▶ **What the exercise asks**
Find the line with "assert_eq!(spans.len(), 1);" and the line with "let texts: Vec<&str>" in the entries below; output exactly those two lines, every line between them, and no others.

▶ **Data provided**
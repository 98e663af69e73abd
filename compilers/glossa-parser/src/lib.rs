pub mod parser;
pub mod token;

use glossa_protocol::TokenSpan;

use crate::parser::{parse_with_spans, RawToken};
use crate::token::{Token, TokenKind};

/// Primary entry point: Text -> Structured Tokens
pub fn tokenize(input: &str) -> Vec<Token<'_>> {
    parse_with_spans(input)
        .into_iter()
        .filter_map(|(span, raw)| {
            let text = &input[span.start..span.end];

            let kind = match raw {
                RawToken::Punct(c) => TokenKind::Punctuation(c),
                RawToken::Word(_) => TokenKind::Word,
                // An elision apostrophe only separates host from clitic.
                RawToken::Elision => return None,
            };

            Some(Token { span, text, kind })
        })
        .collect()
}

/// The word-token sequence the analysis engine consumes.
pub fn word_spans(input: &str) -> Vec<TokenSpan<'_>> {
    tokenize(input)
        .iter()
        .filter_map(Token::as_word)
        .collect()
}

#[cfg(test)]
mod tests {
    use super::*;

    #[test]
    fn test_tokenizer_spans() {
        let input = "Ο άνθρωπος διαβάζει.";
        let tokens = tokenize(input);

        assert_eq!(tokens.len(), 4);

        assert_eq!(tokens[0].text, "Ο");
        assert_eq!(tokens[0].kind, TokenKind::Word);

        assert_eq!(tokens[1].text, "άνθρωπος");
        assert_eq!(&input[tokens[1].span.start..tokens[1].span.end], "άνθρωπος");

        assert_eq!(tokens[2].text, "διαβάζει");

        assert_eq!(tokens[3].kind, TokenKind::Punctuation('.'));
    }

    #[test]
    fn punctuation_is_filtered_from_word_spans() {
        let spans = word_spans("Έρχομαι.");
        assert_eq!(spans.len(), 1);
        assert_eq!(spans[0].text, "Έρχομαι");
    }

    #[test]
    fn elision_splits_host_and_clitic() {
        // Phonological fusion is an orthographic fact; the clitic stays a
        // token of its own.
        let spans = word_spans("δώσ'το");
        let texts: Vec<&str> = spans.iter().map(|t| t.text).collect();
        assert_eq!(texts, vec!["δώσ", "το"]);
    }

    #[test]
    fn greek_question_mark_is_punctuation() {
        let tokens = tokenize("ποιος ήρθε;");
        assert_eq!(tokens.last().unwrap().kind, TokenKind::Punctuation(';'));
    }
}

▶ **Response**
        assert_eq!(spans.len(), 1);
        assert_eq!(spans[0].text, "Έρχομαι");
    }

    #[test]
    fn elision_splits_host_and_clitic() {
        // Phonological fusion is an orthographic fact; the clitic stays a
        // token of its own.
        let spans = word_spans("δώσ'το");
        let texts: Vec<&str> = spans.iter().map(|t| t.text).collect();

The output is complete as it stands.